Tutti i pazienti affetti da insufficienza renale cronica che hanno iniziato il trattamento emodialitico tra luglio 2012 e giugno 2013 sono stati inclusi nello studio. Il follow–up di tutti i pazienti è stato di almeno 6 mesi. Sono stati raccolti i dati demografici e clinici (sesso, età, comorbidità principali, follow-up nefrologico prima dell’avvio del trattamento sostitutivo). È stato valutato il tipo di accesso vascolare utilizzato nella prima sessione di dialisi (FAV su vasi nativi, FAV protesiche, CVC temporaneo o tunnellizzato permanente) e l’accesso vascolare presente al termine del follow-up (31 dicembre 2013). I test statistici per verificare l’associazione tra i tipi di accessi vascolari e caratteristiche demografiche e cliniche sono stati effettuati mediante Test esatti di Fisher.
Risultati
Complessivamente sono stati reclutati 28 pazienti. Tredici pazienti hanno avviato il trattamento dialitico mediante CVC temporaneo, 6 con catetere di Tesio, 6 con FAV su vasi nativi e 3 con FAV protesica (Figura 1). Nessuna comorbidità è associata in modo statisticamente significativo alla decisione finale, fatta eccezione per la patologia cardiaca (CAD), intesa come scompenso cardiaco con bassa FE, Bypass coronarici utilizzando le vene mammarie interne, o trapianto di cuore (p = 0,02).

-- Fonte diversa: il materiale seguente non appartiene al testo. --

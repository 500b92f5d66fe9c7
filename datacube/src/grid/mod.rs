//! Spatial and temporal layout of the data cube.
//!
//! A [`CubeConfig`] fixes everything needed to derive the output grid:
//! the geographic bounds snap to a [`GeoBox`] at the configured resolution,
//! the geobox splits into a [`TileGrid`] of `chunk_size × chunk_size` tiles,
//! and the date range expands into a list of [`Period`]s.
//!
//! ```text
//!   bbox + resolution ──► GeoBox (rows × cols pixels)
//!                            │
//!                            ▼
//!                       TileGrid (tile_rows × tile_cols)
//!                            │      ┌──────────────┐
//!   start/end + freq ──► periods ──►│ jobs = tiles │
//!                                   │     × periods│
//!                                   └──────────────┘
//! ```
//!
//! # Example
//!
//! ```ignore
//! use chrono::NaiveDate;
//! use datacube::grid::{CubeConfig, Extent};
//!
//! let config = CubeConfig::new(
//!     NaiveDate::from_ymd_opt(2020, 1, 1).unwrap(),
//!     NaiveDate::from_ymd_opt(2020, 12, 31).unwrap(),
//!     Extent::new(-122.5, 37.0, -121.5, 38.0),
//! )
//! .with_chunk_size(600);
//!
//! config.validate()?;
//! println!("{} tiles, {} periods", config.num_tiles(), config.periods().len());
//! ```

mod config;
mod geobox;
mod period;

pub use config::{
    ConfigError, CubeConfig, DEFAULT_BANDS, DEFAULT_CHUNK_SIZE, DEFAULT_RESOLUTION,
    DEFAULT_TIME_FREQUENCY_MONTHS, DEFAULT_VARNAME, MAX_TIME_FREQUENCY_MONTHS, SUPPORTED_EPSG,
};
pub use geobox::{Extent, GeoBox, TileGrid, TileIndex};
pub use period::{days_since_epoch, Period};
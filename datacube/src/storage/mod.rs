//! Destination array storage.
//!
//! Two interchangeable [`CubeStore`] backends hold the output zarr hierarchy:
//!
//! - [`PlainStore`]: a directory written in place. `commit` is a no-op, so
//!   every chunk write is visible as soon as it lands and an interrupted run
//!   leaves a partially written array behind.
//! - [`VersionedStore`]: a repository of immutable snapshots. Workers write
//!   into a session directory and `commit` publishes the session as a new
//!   snapshot in one atomic pointer swap.
//!
//! Workers never see the store itself, only an [`ArrayTarget`] naming the
//! directory and array to write into.
//!
//! # Example
//!
//! ```ignore
//! use datacube::storage::{create_dataset_schema, CubeStore, VersionedStore};
//!
//! let store = VersionedStore::new("/data/cubes/bay-area");
//! create_dataset_schema(&store, &config)?;
//! let target = store.target(config.varname())?;
//! // ... dispatch jobs against `target` ...
//! store.commit("Processed 42 chunks")?;
//! ```

mod plain;
mod schema;
mod versioned;
mod writer;

pub use plain::PlainStore;
pub use schema::{write_schema, DATASET_TITLE};
pub use versioned::{CommitRecord, VersionedStore, INITIAL_COMMIT_MESSAGE};
pub use writer::{ChunkWriter, ZarrChunkWriter};

use std::fmt;
use std::path::{Path, PathBuf};

use serde::{Deserialize, Serialize};
use thiserror::Error;
use tracing::info;

use crate::grid::CubeConfig;
use crate::jobs::WriteRegion;

const FILE_SCHEME: &str = "file://";

/// Commit message written after the schema is created.
pub const SCHEMA_COMMIT_MESSAGE: &str = "Wrote initial dataset schema";

/// Errors from the storage layer.
#[derive(Debug, Error)]
pub enum StorageError {
    #[error("I/O error at {path}: {source}")]
    Io {
        path: String,
        #[source]
        source: std::io::Error,
    },

    #[error("zarr error: {0}")]
    Zarr(String),

    #[error("array '{0}' does not exist in the store")]
    MissingArray(String),

    #[error("data has {actual} elements but the region holds {expected}")]
    ShapeMismatch { expected: usize, actual: usize },

    #[error("repository error: {0}")]
    Repository(String),

    #[error("unsupported store location '{0}'")]
    InvalidLocation(String),
}

impl StorageError {
    pub(crate) fn io(path: &Path, source: std::io::Error) -> Self {
        Self::Io {
            path: path.display().to_string(),
            source,
        }
    }

    pub(crate) fn zarr(e: impl fmt::Display) -> Self {
        Self::Zarr(e.to_string())
    }
}

/// Resolves a store location, a plain path or a `file://` URI, to a path.
pub fn local_path(uri: &str) -> Result<PathBuf, StorageError> {
    if let Some(path) = uri.strip_prefix(FILE_SCHEME) {
        return Ok(PathBuf::from(path));
    }
    if uri.contains("://") || uri.is_empty() {
        return Err(StorageError::InvalidLocation(uri.to_string()));
    }
    Ok(PathBuf::from(uri))
}

/// Which storage backend a store is.
#[derive(Debug, Clone, Copy, PartialEq, Eq)]
pub enum StorageKind {
    Plain,
    Versioned,
}

impl fmt::Display for StorageKind {
    fn fmt(&self, f: &mut fmt::Formatter<'_>) -> fmt::Result {
        match self {
            Self::Plain => write!(f, "plain"),
            Self::Versioned => write!(f, "versioned"),
        }
    }
}

impl std::str::FromStr for StorageKind {
    type Err = String;

    fn from_str(s: &str) -> Result<Self, Self::Err> {
        match s.trim().to_lowercase().as_str() {
            "plain" => Ok(Self::Plain),
            "versioned" => Ok(Self::Versioned),
            other => Err(format!(
                "unknown storage backend '{other}' (expected plain or versioned)"
            )),
        }
    }
}

/// Opens the store of `kind` at `location`.
pub fn open_store(kind: StorageKind, location: &str) -> Result<Box<dyn CubeStore>, StorageError> {
    Ok(match kind {
        StorageKind::Plain => Box::new(PlainStore::from_uri(location)?),
        StorageKind::Versioned => Box::new(VersionedStore::from_uri(location)?),
    })
}

/// What a commit did.
#[derive(Debug, Clone, PartialEq, Eq)]
pub enum CommitOutcome {
    /// A new snapshot was published.
    Committed { id: String },
    /// Nothing was written since the last commit.
    Unchanged,
    /// The backend has no commit boundary; writes are already visible.
    NotTransactional,
}

/// The destination store of a cube.
pub trait CubeStore: Send + Sync {
    fn kind(&self) -> StorageKind;

    /// Destroys any previous contents and recreates an empty store.
    ///
    /// Calling it twice leaves the same empty state as calling it once.
    fn initialize(&self) -> Result<(), StorageError>;

    /// Directory that receives this run's writes.
    fn writable_root(&self) -> Result<PathBuf, StorageError>;

    /// Finalizes writes made under [`writable_root`](Self::writable_root).
    fn commit(&self, message: &str) -> Result<CommitOutcome, StorageError>;

    /// Takes back whatever was written to `regions` of `array` since the
    /// last commit, so the next commit keeps their previous contents.
    ///
    /// Returns the number of chunk files dropped. A store without a commit
    /// boundary cannot take writes back and drops nothing.
    fn discard(&self, array: &str, regions: &[WriteRegion]) -> Result<usize, StorageError>;

    /// Abandons every write made since the last commit.
    fn rollback(&self) -> Result<(), StorageError>;

    /// Handle workers use to write into `array`.
    fn target(&self, array: &str) -> Result<ArrayTarget, StorageError> {
        Ok(ArrayTarget::new(self.writable_root()?, array))
    }
}

/// Serializable location of the destination array.
#[derive(Debug, Clone, PartialEq, Eq, Serialize, Deserialize)]
pub struct ArrayTarget {
    pub root: PathBuf,
    pub array: String,
}

impl ArrayTarget {
    pub fn new(root: impl Into<PathBuf>, array: impl Into<String>) -> Self {
        Self {
            root: root.into(),
            array: array.into(),
        }
    }

    /// Node path inside the hierarchy, e.g. `/rgb_median`.
    pub fn node_path(&self) -> String {
        format!("/{}", self.array.trim_start_matches('/'))
    }

    /// True when array metadata exists at the target.
    pub fn exists(&self) -> bool {
        self.root
            .join(self.array.trim_start_matches('/'))
            .join("zarr.json")
            .is_file()
    }
}

impl fmt::Display for ArrayTarget {
    fn fmt(&self, f: &mut fmt::Formatter<'_>) -> fmt::Result {
        write!(f, "{}{}", self.root.display(), self.node_path())
    }
}

/// Resets `store` and writes an empty cube described by `config`.
pub fn create_dataset_schema(
    store: &dyn CubeStore,
    config: &CubeConfig,
) -> Result<CommitOutcome, StorageError> {
    store.initialize()?;
    let root = store.writable_root()?;
    write_schema(&root, config)?;
    let outcome = store.commit(SCHEMA_COMMIT_MESSAGE)?;
    info!(store = %store.kind(), root = %root.display(), "Dataset schema created");
    Ok(outcome)
}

Al termine del periodo di osservazione, 7/19 pazienti che hanno iniziato la dialisi con CVC temporaneo o permanente avevano una FAV o una protesi (6 late referral, 1 a prognosi nettamente migliorata e confezionamento dell’accesso vascolare 5 mesi dopo l’avvio della dialisi); 2/19 pazienti avevano recuperato la funzione renale, permettendo lo svezzamento dal trattamento sostitutivo; 1 paziente era morto dopo meno di sei mesi dall’inizio della dialisi e 3 pazienti erano deceduti prima dell, 1 era in trattamento dialitico peritoneale e 8/19 dializzavano mediante CVC permanente (4 in attesa di confezionamento FAV, 2 ritenuti non idonei al confezionamento FAV per CAD, 1 per linfoma cutaneo e 1 per condizioni generali scadute) (Figura 1). Nessuno dei pazienti che ha iniziato il trattamento mediante FAV ha dovuto proseguire con CVC nel periodo di studio.
Conclusioni
In questa serie di dati, l’uso di CVC come primo accesso per emodialisi è alto. Le ragioni risiedono nel grande numero di late referral e nell’elevato numero di pazienti con comorbidità gravi e scompensate che richiedono l’avvio della dialisi in emergenza. In linea con la letteratura, solo la patologia cardiaca è associato alla scelta del primo accesso vascolare (Wang 2008 [11] (full text)).
In molti casi il confezionamento della FAV avviene a distanza dall’avvio del trattamento emodialitico dopo la stabilizzazione clinica del paziente e solo in pochi casi valutati singolarmente può essere accettata la persistenza del CVC permanente come accesso vascolare definitivo.